Assistant Chief Constable Sarah Jackson said: “We are truly sorry to Mr Malkinson that he is the victim of such a grave miscarriage of justice in being convicted of a crime he did not commit and serving a 17-year custodial sentence.
“Whilst we hope this outcome gives him a long overdue sense of justice, we acknowledge that it does not return the years he has lost. I have offered to meet with him to personally deliver this apology.”
However, Mr Malkinson told the BBC’s Newsnight programme: “The Greater Manchester Police apology… it’s meaningless to me, absolutely meaningless. An apology without accountability, what is that? It’s nothing, it’s nothing, it means nothing.”
He told BBC Radio 4’s Today programme on Thursday that it felt as though he had been “kidnapped by the state”.
“It’s taken an extremely heavy toll on my person, my psyche, my psychology, my being, my soul. I can’t articulate how I even managed to get through it. I was in total shock for the first even a few years. I contemplated suicide many times.”
After the ruling, Mr Malkinson told reporters outside the Royal Courts of Justice: “Since I was arrested in 2003, the police, the prison system, and Probation Service have been calling me a liar because I denied that I committed the crime. They claimed I was ‘in denial’ and made me serve an extra 10 more years in prison because I would not make a false confession.
“I am not a liar. I am not in denial but I will tell you who is – Greater Manchester Police are liars, and they are in denial. Even after this judgment today, I predict we will see them denying responsibility for what happened. We will see them stretching credulity with their excuse-making.

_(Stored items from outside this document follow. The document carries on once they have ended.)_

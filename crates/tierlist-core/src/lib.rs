pub mod config;
pub mod db;
pub mod mode;
pub mod model;
pub mod rank;
pub mod roles;
pub mod store;
pub mod tier;

pub use mode::{Device, GameMode, Region};
pub use tier::Tier;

“Greater Manchester Police (GMP) have been scrambling to cover up how they wrongfully convicted me for 20 years.”
Addressing the victim of the crime he did not commit, he said: “I am so sorry that you were attacked and brutalised that night by that man. I am not the person who attacked you but what happened to me is not your fault.”
Mr Malkinson’s mother Tricia Hose, in her mid-70s, said: “Now Andy’s name has been cleared, suddenly in the public eye, I am no longer a deluded mother. My son is no longer a monster.
“But what has been done to him cannot be undone. The damage will be with him for the rest of his life and the woman who got attacked has been denied justice, just as my son was.”